## WHAT YOU ARE ASKED TO DO
Gather every line below where "const" appears.

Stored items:
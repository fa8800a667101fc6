use std::fmt;

use crate::foundation::error::CollatzError;

/// Failure while lexing, parsing, or evaluating an angle expression.
#[derive(Debug, Clone, PartialEq, Eq)]
pub struct ExprError {
    /// Byte offset into the (trimmed) source text.
    pub offset: usize,
    /// Human-readable description.
    pub message: String,
}

impl ExprError {
    pub(crate) fn new(offset: usize, message: impl Into<String>) -> Self {
        Self {
            offset,
            message: message.into(),
        }
    }
}

impl fmt::Display for ExprError {
    fn fmt(&self, f: &mut fmt::Formatter<'_>) -> fmt::Result {
        write!(f, "at byte {}: {}", self.offset, self.message)
    }
}

impl std::error::Error for ExprError {}

impl From<ExprError> for CollatzError {
    fn from(e: ExprError) -> Self {
        CollatzError::expression(e.to_string())
    }
}
use std::str::FromStr;

use serde::{Deserialize, Serialize};

use crate::foundation::core::Rgba8Premul;
use crate::foundation::error::CollatzError;

/// Straight-alpha RGBA8 color, written as `#RRGGBB`, `#RRGGBBAA`, or a basic color name.
#[derive(Debug, Clone, Copy, PartialEq, Eq)]
pub struct Color {
    /// Red.
    pub r: u8,
    /// Green.
    pub g: u8,
    /// Blue.
    pub b: u8,
    /// Alpha.
    pub a: u8,
}

impl Color {
    /// Opaque color.
    pub const fn rgb(r: u8, g: u8, b: u8) -> Self {
        Self { r, g, b, a: 255 }
    }

    /// Opaque black.
    pub const BLACK: Self = Self::rgb(0, 0, 0);
    /// Opaque yellow (`#FFFF00`).
    pub const YELLOW: Self = Self::rgb(255, 255, 0);

    /// Same color with alpha scaled by `opacity` (clamped to `0..=1`).
    pub fn with_opacity(self, opacity: f64) -> Self {
        let a = (f64::from(self.a) * opacity.clamp(0.0, 1.0)).round() as u8;
        Self { a, ..self }
    }

    /// Premultiplied form.
    pub fn premul(self) -> Rgba8Premul {
        Rgba8Premul::from_straight_rgba(self.r, self.g, self.b, self.a)
    }

    /// Channel bytes in `[r, g, b, a]` order.
    pub fn to_array(self) -> [u8; 4] {
        [self.r, self.g, self.b, self.a]
    }

    /// `#rrggbbaa` hex text.
    pub fn to_hex(self) -> String {
        format!("#{:02x}{:02x}{:02x}{:02x}", self.r, self.g, self.b, self.a)
    }
}

impl FromStr for Color {
    type Err = CollatzError;

    fn from_str(s: &str) -> Result<Self, Self::Err> {
        let s = s.trim();
        if let Some(c) = named(s) {
            return Ok(c);
        }
        parse_hex(s).map_err(CollatzError::config)
    }
}

impl Serialize for Color {
    fn serialize<S>(&self, serializer: S) -> Result<S::Ok, S::Error>
    where
        S: serde::Serializer,
    {
        serializer.serialize_str(&self.to_hex())
    }
}

impl<'de> Deserialize<'de> for Color {
    fn deserialize<D>(deserializer: D) -> Result<Self, D::Error>
    where
        D: serde::Deserializer<'de>,
    {
        let s = String::deserialize(deserializer)?;
        s.parse().map_err(serde::de::Error::custom)
    }
}

fn named(s: &str) -> Option<Color> {
    let c = match s.to_ascii_lowercase().as_str() {
        "black" => Color::rgb(0, 0, 0),
        "white" => Color::rgb(255, 255, 255),
        "red" => Color::rgb(255, 0, 0),
        "green" => Color::rgb(0, 128, 0),
        "blue" => Color::rgb(0, 0, 255),
        "yellow" => Color::YELLOW,
        "cyan" => Color::rgb(0, 255, 255),
        "magenta" => Color::rgb(255, 0, 255),
        "orange" => Color::rgb(255, 165, 0),
        _ => return None,
    };
    Some(c)
}

fn parse_hex(s: &str) -> Result<Color, String> {
    let s = s.strip_prefix('#').unwrap_or(s);

    fn hex_byte(pair: &str) -> Result<u8, String> {
        u8::from_str_radix(pair, 16).map_err(|_| format!("invalid hex byte \"{pair}\""))
    }

    if !s.is_ascii() {
        return Err(format!("invalid color \"{s}\""));
    }

    match s.len() {
        6 => Ok(Color::rgb(
            hex_byte(&s[0..2])?,
            hex_byte(&s[2..4])?,
            hex_byte(&s[4..6])?,
        )),
        8 => Ok(Color {
            r: hex_byte(&s[0..2])?,
            g: hex_byte(&s[2..4])?,
            b: hex_byte(&s[4..6])?,
            a: hex_byte(&s[6..8])?,
        }),
        _ => Err(format!(
            "color \"{s}\" must be #RRGGBB, #RRGGBBAA, or a basic color name"
        )),
    }
}

#[cfg(test)]
mod tests {
    use super::*;

    #[test]
    fn parses_hex_rgb_and_rgba() {
        assert_eq!("#FFFF00".parse::<Color>().unwrap(), Color::YELLOW);
        assert_eq!(
            "#0000ff80".parse::<Color>().unwrap(),
            Color {
                r: 0,
                g: 0,
                b: 255,
                a: 128
            }
        );
        assert_eq!("00ff00".parse::<Color>().unwrap(), Color::rgb(0, 255, 0));
    }

    #[test]
    fn parses_names_case_insensitively() {
        assert_eq!("Yellow".parse::<Color>().unwrap(), Color::YELLOW);
        assert_eq!("black".parse::<Color>().unwrap(), Color::BLACK);
    }

    #[test]
    fn rejects_garbage() {
        assert!("#12345".parse::<Color>().is_err());
        assert!("#gg0000".parse::<Color>().is_err());
        assert!("chartreuse-ish".parse::<Color>().is_err());
    }

    #[test]
    fn opacity_scales_alpha_only() {
        let c = Color::YELLOW.with_opacity(0.5);
        assert_eq!(c.to_array(), [255, 255, 0, 128]);
        assert_eq!(c.premul().to_array(), [128, 128, 0, 128]);
    }

    #[test]
    fn serde_round_trips_through_hex_text() {
        let v = serde_json::to_value(Color::YELLOW).unwrap();
        assert_eq!(v, serde_json::json!("#ffff00ff"));
        let c: Color = serde_json::from_value(v).unwrap();
        assert_eq!(c, Color::YELLOW);
    }
}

## TASK RESPONSE
    pub const fn rgb(r: u8, g: u8, b: u8) -> Self {
    pub const BLACK: Self = Self::rgb(0, 0, 0);
    pub const YELLOW: Self = Self::rgb(255, 255, 0);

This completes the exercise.